Healthy Living

Autism Spectrum Disorder: Sex & Gender Differences in Children

Having one child with autism is a well-known risk factor for having another one with the same type of disorder, but whether and how a sibling's gender influences this risk has remained largely unknown. Until now New research driven by a team of scientists at Harvard Medical School looked at gender and siblings differences and has successfully quantified the likelihood that a family who has one child with autism would have another one with the same disorder based on the siblings' gender.

Did you know that statistics show that autism is more prevalent among boys than girls? But the latest research has also determined that sibling gender also plays a crucial role in other siblings being diagnosed with Autism. There has been a significant link between autism and gender that, until now, was unknown.

Autism-spectrum disorders (ASD) are neurodevelopmental conditions that typically emerge in the first few years and affect 1 in 68 children in the U.S., per the CDC. Past research has found that males are at far higher risk for autism spectrum disorder (ASD) than females. In fact, boys, on average, are five times more likely to have autism than girls — but why is autism more common in boys?

In Leo Kanner’s 1943 study of a small group of children with autism there were four times as many boys as girls.

The Key Factor Between Autism & Gender

Genetics may be a critical factor in the link between the disorder and gender, according to a 2014 study published in the American Journal of Human Genetics. Researchers in the study found that girls have a higher tolerance for genetic mutations and therefore require a more significant number of them than boys to be diagnosed with a developmental disorder. Simply put, even with identical genetic mutations, a boy could display symptoms of ASD while a girl could show none.

“Overall, females function a lot better than males with a similar mutation affecting brain development,” described study author Dr. Sébastien Jacquemont of the University Hospital of Lausanne. “Our findings may lead to the development of more sensitive, gender-specific approaches for the diagnostic screening of neurodevelopmental disorders.”
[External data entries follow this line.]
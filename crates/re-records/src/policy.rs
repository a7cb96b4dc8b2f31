//! PolicyBundle & Rule records: `spec.md` §3. Grounded on
//! `alert-policy/crypto/bundle_signer.py`/`bundle_verifier.py` for the
//! signature-exclusion field set.

use std::collections::{BTreeSet, HashSet};

use serde::{Deserialize, Serialize};

use crate::error::{RecordError, Result};

#[derive(Debug, Clone, Copy, PartialEq, Eq, Serialize, Deserialize)]
#[serde(rename_all = "UPPERCASE")]
pub enum AuthorityLevel {
    None,
    Supervisor,
    IncidentCommander,
    Executive,
}

#[derive(Debug, Clone, PartialEq, Eq, Serialize, Deserialize)]
pub struct Rule {
    pub rule_id: String,
    pub priority: u32,
    pub match_predicates: Vec<MatchPredicate>,
    pub allowed_actions: Vec<String>,
    pub required_authority: AuthorityLevel,
    pub explanation_template_id: String,
}

/// A single field-equality predicate over alert fields. `spec.md` §4.8:
/// "Predicates operate on alert fields only; evaluation is pure."
#[derive(Debug, Clone, PartialEq, Eq, Serialize, Deserialize)]
pub struct MatchPredicate {
    pub field: String,
    pub equals: String,
}

#[derive(Debug, Clone, PartialEq, Serialize, Deserialize)]
pub struct PolicyBundle {
    pub bundle_id: String,
    pub bundle_version: String,
    pub authority_scope: Vec<String>,
    pub created_by: String,
    pub created_at: String,
    pub rules: Vec<Rule>,
    #[serde(skip_serializing_if = "Option::is_none")]
    pub bundle_key_id: Option<String>,
    #[serde(skip_serializing_if = "Option::is_none")]
    pub bundle_signature: Option<String>,
}

const SIGNATURE_EXCLUDED: &[&str] = &["bundle_key_id", "bundle_signature"];

impl PolicyBundle {
    /// Canonical bytes with signature fields excluded — the exact input to
    /// both signing and verification (`spec.md` §3 PolicyBundle invariant).
    pub fn bytes_for_signing(&self) -> Result<Vec<u8>> {
        let excluded: BTreeSet<&str> = SIGNATURE_EXCLUDED.iter().copied().collect();
        Ok(re_canon::canonical_bytes(self, &excluded)?)
    }

    /// `spec.md` §3: "rule `priority` values are unique".
    pub fn validate_priority_uniqueness(&self) -> Result<()> {
        let mut seen = HashSet::new();
        for rule in &self.rules {
            if !seen.insert(rule.priority) {
                return Err(RecordError::Referential(format!(
                    "duplicate rule priority {} (rule {})",
                    rule.priority, rule.rule_id
                )));
            }
        }
        Ok(())
    }

    /// Rules sorted by descending priority, the order `RuleEvaluator`
    /// consumes (`spec.md` §4.8).
    pub fn rules_by_descending_priority(&self) -> Vec<&Rule> {
        let mut rules: Vec<&Rule> = self.rules.iter().collect();
        rules.sort_by(|a, b| b.priority.cmp(&a.priority));
        rules
    }
}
Differences in the Brain May Impact Autism and Gender

Structural differences in the male brain may also hold a connection between autism and gender, says a recent JAMA study. The study’s findings point to women being three times more likely to have ASD if their brain anatomy resembled more closely what is typically seen in male brains.

In other words, this means there’s something about the way the male brain is structured that makes men more apt to develop the disorder, although the study did not prove that these anatomical differences cause the disorder.

It May Greatly Depend on A Sibling’s Gender/Sex

A recent study in JAMA Pediatrics revealed an unusual pattern of frequency based on gender. Researchers found that that having an older female child diagnosed with autism actually elevated the risk for younger siblings and that the liability was highest among younger siblings who were male.

In other words, boys with older female siblings with autism had the highest risk for developing autism themselves, while female siblings with older brothers with autism have the lowest chance of incidence.

These new findings could help doctors and geneticists explain the risk for younger siblings in families who already have one child who has the disorder.

“Our results give us a fair degree of confidence to gauge the risk of autism recurrence in families affected by it based on a child’s gender,” noted study author Nathan Palmer, instructor in biomedical informatics at Harvard Medical School. (HMS) “It is important to be able to provide worried parents who have one child with the condition some sense of what they can expect with their next child.”